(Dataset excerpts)
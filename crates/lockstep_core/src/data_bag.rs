//! Per-frame key/value bag handed through the stage groups.
//!
//! The bag is rebuilt whenever the frame index changes. Modality stores fill
//! it under the fixed keys in [`keys`]; stages add, replace or remove entries
//! as they see fit. Values are type-erased and fetched back by type.

use std::any::Any;
use std::collections::{BTreeSet, HashMap};

use crate::models::{Label, Modality};

/// Fixed keys used by the scheduler and the reference stages.
pub mod keys {
    use crate::models::Modality;

    pub const POINT_CLOUD_PATH: &str = "current_point_cloud_path";
    /// `Arc<Record<PointCloud>>`
    pub const POINT_CLOUD: &str = "current_point_cloud";

    pub const IMAGE_PATH: &str = "current_image_path";
    /// `Arc<Record<CameraImage>>`
    pub const IMAGE: &str = "current_image";

    pub const CALIB_PATH: &str = "current_calib_path";
    /// `Arc<Record<Calibration>>`
    pub const CALIB: &str = "current_calib_data";

    pub const LABEL_PATH: &str = "current_label_path";
    /// `Vec<Label>`, the accumulated annotations of the frame.
    pub const LABEL_LIST: &str = "current_label_list";

    /// Frame index the bag was built for (`usize`).
    pub const FRAME_INDEX: &str = "current_frame_index";

    /// `(path_key, data_key)` owned by a modality.
    pub fn modality_keys(modality: Modality) -> (&'static str, &'static str) {
        match modality {
            Modality::Lidar => (POINT_CLOUD_PATH, POINT_CLOUD),
            Modality::Camera => (IMAGE_PATH, IMAGE),
            Modality::Calib => (CALIB_PATH, CALIB),
            Modality::Label => (LABEL_PATH, LABEL_LIST),
        }
    }

    /// Whether `key` is refreshed by the scheduler every frame.
    pub fn is_modality_key(key: &str) -> bool {
        Modality::ALL.iter().any(|m| {
            let (path, data) = modality_keys(*m);
            key == path || key == data
        })
    }
}

type Value = Box<dyn Any + Send + Sync>;

/// Named, type-erased values for one frame.
#[derive(Default)]
pub struct DataBag {
    values: HashMap<String, Value>,
    persistent: BTreeSet<String>,
}

impl DataBag {
    pub fn new() -> Self {
        Self::default()
    }

    /// Insert or replace `key`.
    pub fn insert<T: Any + Send + Sync>(&mut self, key: impl Into<String>, value: T) {
        self.values.insert(key.into(), Box::new(value));
    }

    /// Value under `key` if present and of type `T`.
    pub fn get<T: Any>(&self, key: &str) -> Option<&T> {
        self.values.get(key).and_then(|v| v.downcast_ref::<T>())
    }

    pub fn get_mut<T: Any>(&mut self, key: &str) -> Option<&mut T> {
        self.values.get_mut(key).and_then(|v| v.downcast_mut::<T>())
    }

    /// Remove `key`, returning its value when it had type `T`.
    pub fn remove<T: Any>(&mut self, key: &str) -> Option<T> {
        let value = self.values.remove(key)?;
        value.downcast::<T>().ok().map(|b| *b)
    }

    /// Remove `key` regardless of its type.
    pub fn discard(&mut self, key: &str) -> bool {
        self.persistent.remove(key);
        self.values.remove(key).is_some()
    }

    pub fn contains(&self, key: &str) -> bool {
        self.values.contains_key(key)
    }

    /// First of `required` that is absent, if any.
    pub fn missing<'a>(&self, required: &[&'a str]) -> Option<&'a str> {
        required.iter().copied().find(|k| !self.contains(k))
    }

    pub fn len(&self) -> usize {
        self.values.len()
    }

    pub fn is_empty(&self) -> bool {
        self.values.is_empty()
    }

    /// Keys in sorted order.
    pub fn keys(&self) -> Vec<&str> {
        let mut keys: Vec<&str> = self.values.keys().map(String::as_str).collect();
        keys.sort_unstable();
        keys
    }

    /// Carry `key` over into the next frame's bag.
    ///
    /// Modality keys are never carried over.
    pub fn persist(&mut self, key: impl Into<String>) {
        self.persistent.insert(key.into());
    }

    pub fn is_persistent(&self, key: &str) -> bool {
        self.persistent.contains(key)
    }

    /// Bag for the next frame: only persistent, non-modality entries survive.
    pub fn next_frame(mut self) -> Self {
        self.persistent.retain(|k| !keys::is_modality_key(k));
        let persistent = self.persistent;
        let values = self
            .values
            .into_iter()
            .filter(|(k, _)| persistent.contains(k))
            .collect();
        Self { values, persistent }
    }

    /// Drop both keys of `modality`.
    pub fn clear_modality(&mut self, modality: Modality) {
        let (path, data) = keys::modality_keys(modality);
        self.values.remove(path);
        self.values.remove(data);
    }

    /// Frame label list, created empty if absent.
    pub fn labels_mut(&mut self) -> &mut Vec<Label> {
        let present = self.get::<Vec<Label>>(keys::LABEL_LIST).is_some();
        if !present {
            self.insert(keys::LABEL_LIST, Vec::<Label>::new());
        }
        self.values
            .get_mut(keys::LABEL_LIST)
            .and_then(|v| v.downcast_mut::<Vec<Label>>())
            .unwrap_or_else(|| unreachable!("label list inserted above"))
    }

    /// Frame label list, if any.
    pub fn labels(&self) -> Option<&Vec<Label>> {
        self.get(keys::LABEL_LIST)
    }
}

impl std::fmt::Debug for DataBag {
    fn fmt(&self, f: &mut std::fmt::Formatter<'_>) -> std::fmt::Result {
        f.debug_struct("DataBag")
            .field("keys", &self.keys())
            .field("persistent", &self.persistent)
            .finish()
    }
}

#[cfg(test)]
mod tests {
    use super::*;
    use std::path::PathBuf;

    #[test]
    fn typed_get_and_remove() {
        let mut bag = DataBag::new();
        bag.insert("count", 3usize);
        bag.insert(keys::IMAGE_PATH, PathBuf::from("a.png"));

        assert_eq!(bag.get::<usize>("count"), Some(&3));
        assert!(bag.get::<String>("count").is_none());
        *bag.get_mut::<usize>("count").unwrap() += 1;
        assert_eq!(bag.remove::<usize>("count"), Some(4));
        assert!(!bag.contains("count"));
        assert_eq!(bag.keys(), vec![keys::IMAGE_PATH]);
    }

    #[test]
    fn missing_reports_first_absent_key() {
        let mut bag = DataBag::new();
        bag.insert(keys::POINT_CLOUD, 1u8);
        assert_eq!(bag.missing(&[keys::POINT_CLOUD, keys::IMAGE, keys::CALIB]), Some(keys::IMAGE));
        assert_eq!(bag.missing(&[keys::POINT_CLOUD]), None);
    }

    #[test]
    fn next_frame_keeps_only_persistent_entries() {
        let mut bag = DataBag::new();
        bag.insert("model", String::from("weights"));
        bag.insert("scratch", 1u32);
        bag.insert(keys::POINT_CLOUD_PATH, PathBuf::from("0.bin"));
        bag.persist("model");
        bag.persist(keys::POINT_CLOUD_PATH);

        let next = bag.next_frame();
        assert_eq!(next.get::<String>("model").map(String::as_str), Some("weights"));
        assert!(!next.contains("scratch"));
        assert!(!next.contains(keys::POINT_CLOUD_PATH));
        assert!(next.is_persistent("model"));
        assert!(!next.is_persistent(keys::POINT_CLOUD_PATH));
    }

    #[test]
    fn labels_mut_creates_list() {
        let mut bag = DataBag::new();
        assert!(bag.labels().is_none());
        bag.labels_mut().push(Label::new("Car"));
        bag.labels_mut().push(Label::new("Van"));
        assert_eq!(bag.labels().unwrap().len(), 2);
    }

    #[test]
    fn clear_modality_removes_both_keys() {
        let mut bag = DataBag::new();
        bag.insert(keys::CALIB_PATH, PathBuf::from("c.txt"));
        bag.insert(keys::CALIB, 0u8);
        bag.clear_modality(Modality::Calib);
        assert!(bag.is_empty());
    }
}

*Exercise goal*:
Print each line of the data exactly as it was written.

*Solution for this task*:
filename crates/lockstep_core/src/data_bag.rs
//! Per-frame key/value bag handed through the stage groups.
//!
//! The bag is rebuilt whenever the frame index changes. Modality stores fill
//! it under the fixed keys in [`keys`]; stages add, replace or remove entries
//! as they see fit. Values are type-erased and fetched back by type.

use std::any::Any;
use std::collections::{BTreeSet, HashMap};

use crate::models::{Label, Modality};

/// Fixed keys used by the scheduler and the reference stages.
pub mod keys {
    use crate::models::Modality;

    pub const POINT_CLOUD_PATH: &str = "current_point_cloud_path";
    /// `Arc<Record<PointCloud>>`
    pub const POINT_CLOUD: &str = "current_point_cloud";

    pub const IMAGE_PATH: &str = "current_image_path";
    /// `Arc<Record<CameraImage>>`
    pub const IMAGE: &str = "current_image";

    pub const CALIB_PATH: &str = "current_calib_path";
    /// `Arc<Record<Calibration>>`
    pub const CALIB: &str = "current_calib_data";

    pub const LABEL_PATH: &str = "current_label_path";
    /// `Vec<Label>`, the accumulated annotations of the frame.
    pub const LABEL_LIST: &str = "current_label_list";

    /// Frame index the bag was built for (`usize`).
    pub const FRAME_INDEX: &str = "current_frame_index";

    /// `(path_key, data_key)` owned by a modality.
    pub fn modality_keys(modality: Modality) -> (&'static str, &'static str) {
        match modality {
            Modality::Lidar => (POINT_CLOUD_PATH, POINT_CLOUD),
            Modality::Camera => (IMAGE_PATH, IMAGE),
            Modality::Calib => (CALIB_PATH, CALIB),
            Modality::Label => (LABEL_PATH, LABEL_LIST),
        }
    }

    /// Whether `key` is refreshed by the scheduler every frame.
    pub fn is_modality_key(key: &str) -> bool {
        Modality::ALL.iter().any(|m| {
            let (path, data) = modality_keys(*m);
            key == path || key == data
        })
    }
}

type Value = Box<dyn Any + Send + Sync>;

/// Named, type-erased values for one frame.
#[derive(Default)]
pub struct DataBag {
    values: HashMap<String, Value>,
    persistent: BTreeSet<String>,
}

impl DataBag {
    pub fn new() -> Self {
        Self::default()
    }

    /// Insert or replace `key`.
    pub fn insert<T: Any + Send + Sync>(&mut self, key: impl Into<String>, value: T) {
        self.values.insert(key.into(), Box::new(value));
    }

    /// Value under `key` if present and of type `T`.
    pub fn get<T: Any>(&self, key: &str) -> Option<&T> {
        self.values.get(key).and_then(|v| v.downcast_ref::<T>())
    }

    pub fn get_mut<T: Any>(&mut self, key: &str) -> Option<&mut T> {
        self.values.get_mut(key).and_then(|v| v.downcast_mut::<T>())
    }

    /// Remove `key`, returning its value when it had type `T`.
    pub fn remove<T: Any>(&mut self, key: &str) -> Option<T> {
        let value = self.values.remove(key)?;
        value.downcast::<T>().ok().map(|b| *b)
    }

    /// Remove `key` regardless of its type.
    pub fn discard(&mut self, key: &str) -> bool {
        self.persistent.remove(key);
        self.values.remove(key).is_some()
    }

    pub fn contains(&self, key: &str) -> bool {
        self.values.contains_key(key)
    }

    /// First of `required` that is absent, if any.
    pub fn missing<'a>(&self, required: &[&'a str]) -> Option<&'a str> {
        required.iter().copied().find(|k| !self.contains(k))
    }

    pub fn len(&self) -> usize {
        self.values.len()
    }

    pub fn is_empty(&self) -> bool {
        self.values.is_empty()
    }

    /// Keys in sorted order.
    pub fn keys(&self) -> Vec<&str> {
        let mut keys: Vec<&str> = self.values.keys().map(String::as_str).collect();
        keys.sort_unstable();
        keys
    }

    /// Carry `key` over into the next frame's bag.
    ///
    /// Modality keys are never carried over.
    pub fn persist(&mut self, key: impl Into<String>) {
        self.persistent.insert(key.into());
    }

    pub fn is_persistent(&self, key: &str) -> bool {
        self.persistent.contains(key)
    }

    /// Bag for the next frame: only persistent, non-modality entries survive.
    pub fn next_frame(mut self) -> Self {
        self.persistent.retain(|k| !keys::is_modality_key(k));
        let persistent = self.persistent;
        let values = self
            .values
            .into_iter()
            .filter(|(k, _)| persistent.contains(k))
            .collect();
        Self { values, persistent }
    }

    /// Drop both keys of `modality`.
    pub fn clear_modality(&mut self, modality: Modality) {
        let (path, data) = keys::modality_keys(modality);
        self.values.remove(path);
        self.values.remove(data);
    }

    /// Frame label list, created empty if absent.
    pub fn labels_mut(&mut self) -> &mut Vec<Label> {
        let present = self.get::<Vec<Label>>(keys::LABEL_LIST).is_some();
        if !present {
            self.insert(keys::LABEL_LIST, Vec::<Label>::new());
        }
        self.values
            .get_mut(keys::LABEL_LIST)
            .and_then(|v| v.downcast_mut::<Vec<Label>>())
            .unwrap_or_else(|| unreachable!("label list inserted above"))
    }

    /// Frame label list, if any.
    pub fn labels(&self) -> Option<&Vec<Label>> {
        self.get(keys::LABEL_LIST)
    }
}

impl std::fmt::Debug for DataBag {
    fn fmt(&self, f: &mut std::fmt::Formatter<'_>) -> std::fmt::Result {
        f.debug_struct("DataBag")
            .field("keys", &self.keys())
            .field("persistent", &self.persistent)
            .finish()
    }
}

#[cfg(test)]
mod tests {
    use super::*;
    use std::path::PathBuf;

    #[test]
    fn typed_get_and_remove() {
        let mut bag = DataBag::new();
        bag.insert("count", 3usize);
        bag.insert(keys::IMAGE_PATH, PathBuf::from("a.png"));

        assert_eq!(bag.get::<usize>("count"), Some(&3));
        assert!(bag.get::<String>("count").is_none());
        *bag.get_mut::<usize>("count").unwrap() += 1;
        assert_eq!(bag.remove::<usize>("count"), Some(4));
        assert!(!bag.contains("count"));
        assert_eq!(bag.keys(), vec![keys::IMAGE_PATH]);
    }

    #[test]
    fn missing_reports_first_absent_key() {
        let mut bag = DataBag::new();
        bag.insert(keys::POINT_CLOUD, 1u8);
        assert_eq!(bag.missing(&[keys::POINT_CLOUD, keys::IMAGE, keys::CALIB]), Some(keys::IMAGE));
        assert_eq!(bag.missing(&[keys::POINT_CLOUD]), None);
    }

    #[test]
    fn next_frame_keeps_only_persistent_entries() {
        let mut bag = DataBag::new();
        bag.insert("model", String::from("weights"));
        bag.insert("scratch", 1u32);
        bag.insert(keys::POINT_CLOUD_PATH, PathBuf::from("0.bin"));
        bag.persist("model");
        bag.persist(keys::POINT_CLOUD_PATH);

        let next = bag.next_frame();
        assert_eq!(next.get::<String>("model").map(String::as_str), Some("weights"));
        assert!(!next.contains("scratch"));
        assert!(!next.contains(keys::POINT_CLOUD_PATH));
        assert!(next.is_persistent("model"));
        assert!(!next.is_persistent(keys::POINT_CLOUD_PATH));
    }

    #[test]
    fn labels_mut_creates_list() {
        let mut bag = DataBag::new();
        assert!(bag.labels().is_none());
        bag.labels_mut().push(Label::new("Car"));
        bag.labels_mut().push(Label::new("Van"));
        assert_eq!(bag.labels().unwrap().len(), 2);
    }

    #[test]
    fn clear_modality_removes_both_keys() {
        let mut bag = DataBag::new();
        bag.insert(keys::CALIB_PATH, PathBuf::from("c.txt"));
        bag.insert(keys::CALIB, 0u8);
        bag.clear_modality(Modality::Calib);
        assert!(bag.is_empty());
    }
}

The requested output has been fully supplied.